Oh yay. He suggested that I get a push start and then, if I take Joe Slovo, I could be in Doornfontein in minutes.

I wrote back saying that in spite of my appreciation of his efforts on my behalf, I did not feel socially equipped (in spite of my apparent fortitude and independence) to go and buy a starter motor in Doornfontein at 5pm on a Tuesday afternoon, and really, all he had to say was, “How about a glass of wine?”

He thought that was funny. And that the guys in Doornfontein would probably have been happy to help me. I opened a bottle of Chardonnay.
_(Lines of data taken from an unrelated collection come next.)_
//! In-process storage backend
//!
//! Holds objects in a map. Used by tests and by the `memory` storage
//! provider for credential-free local development; contents vanish on
//! restart.

use std::collections::HashMap;
use std::sync::atomic::{AtomicBool, Ordering};
use std::sync::Arc;

use async_trait::async_trait;
use tokio::sync::RwLock;
use uuid::Uuid;

use crate::error::{AppError, Result, StorageError};

use super::{render_thumbnail, sanitize_object_name, MediaStorage, StoredMedia};

struct StoredObject {
    data: Vec<u8>,
    content_type: String,
}

/// Map-backed media storage
#[derive(Clone, Default)]
pub struct MemoryStorage {
    objects: Arc<RwLock<HashMap<String, StoredObject>>>,
    fail_media_stores: Arc<AtomicBool>,
}

impl MemoryStorage {
    pub fn new() -> Self {
        Self::default()
    }

    /// Make subsequent `store_media` calls fail, for degradation tests
    pub fn set_fail_media_stores(&self, fail: bool) {
        self.fail_media_stores.store(fail, Ordering::SeqCst);
    }

    /// Number of stored objects
    pub async fn object_count(&self) -> usize {
        self.objects.read().await.len()
    }

    /// Whether an object exists under the given key
    pub async fn contains(&self, key: &str) -> bool {
        self.objects.read().await.contains_key(key)
    }

    /// Bytes and content type of a stored object
    pub async fn get_object(&self, key: &str) -> Option<(Vec<u8>, String)> {
        self.objects
            .read()
            .await
            .get(key)
            .map(|o| (o.data.clone(), o.content_type.clone()))
    }

    async fn insert(&self, key: &str, data: &[u8], content_type: &str) {
        self.objects.write().await.insert(
            key.to_string(),
            StoredObject {
                data: data.to_vec(),
                content_type: content_type.to_string(),
            },
        );
    }
}

#[async_trait]
impl MediaStorage for MemoryStorage {
    async fn store_media(
        &self,
        data: &[u8],
        content_type: &str,
        display_name: &str,
        _uploader_id: Option<&str>,
    ) -> Result<StoredMedia> {
        if self.fail_media_stores.load(Ordering::SeqCst) {
            return Err(AppError::Storage(StorageError::SdkError(
                "media store failure injected".to_string(),
            )));
        }

        let key = format!(
            "media/{}/{}",
            Uuid::new_v4(),
            sanitize_object_name(display_name)
        );
        self.insert(&key, data, content_type).await;

        let thumbnail_url = match render_thumbnail(data) {
            Some(thumb) => {
                let thumb_key = format!("{}.thumb.jpg", key);
                self.insert(&thumb_key, &thumb, "image/jpeg").await;
                Some(format!("memory://{}", thumb_key))
            }
            None => None,
        };

        Ok(StoredMedia {
            url: format!("memory://{}", key),
            thumbnail_url,
            key,
        })
    }

    async fn put_source(&self, key: &str, data: &[u8], content_type: &str) -> Result<()> {
        self.insert(key, data, content_type).await;
        Ok(())
    }

    async fn fetch_source(&self, key: &str) -> Result<Vec<u8>> {
        self.objects
            .read()
            .await
            .get(key)
            .map(|o| o.data.clone())
            .ok_or_else(|| AppError::Storage(StorageError::ObjectNotFound(key.to_string())))
    }

    async fn delete_source(&self, key: &str) -> Result<()> {
        self.objects.write().await.remove(key);
        Ok(())
    }
}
I don’t mind sending the VW off to Wynberg and mucking about with public transport for a bit, as long as I know it will be coming back in working order. But even Walter seems stumped when faced with a car that starts promptly when I manage to get it over to Euromech, but refuses to budge when I am on my way to the gym. The uncertainly of it all is what really gets to me. “Ve haf to vork togezer,” Walter gently explained this afternoon. “Do ze lights dim ven you turn ze key?”

Oh for fuck’s sake’s Walter, am I supposed to pay attention to that shit? “It is ohlso a kvestion ohf mahny. I can take out ze motor, recondition it, and put it back, but wuld I know why I am doing it? And zen mebbe ve did not fix ze problem?” With relentless reason, Walter squeezed himself out of baby-sitting my car and fiddling with it while I am away for three days. I was devastated, but managed not to cry on the phone.

I went downstairs and the golf started. First time. I called the AA and cancelled the tow truck. Darling will be here in a bit. We will see what tomorrow brings. If it is not so good again, I can always go out and shoot something.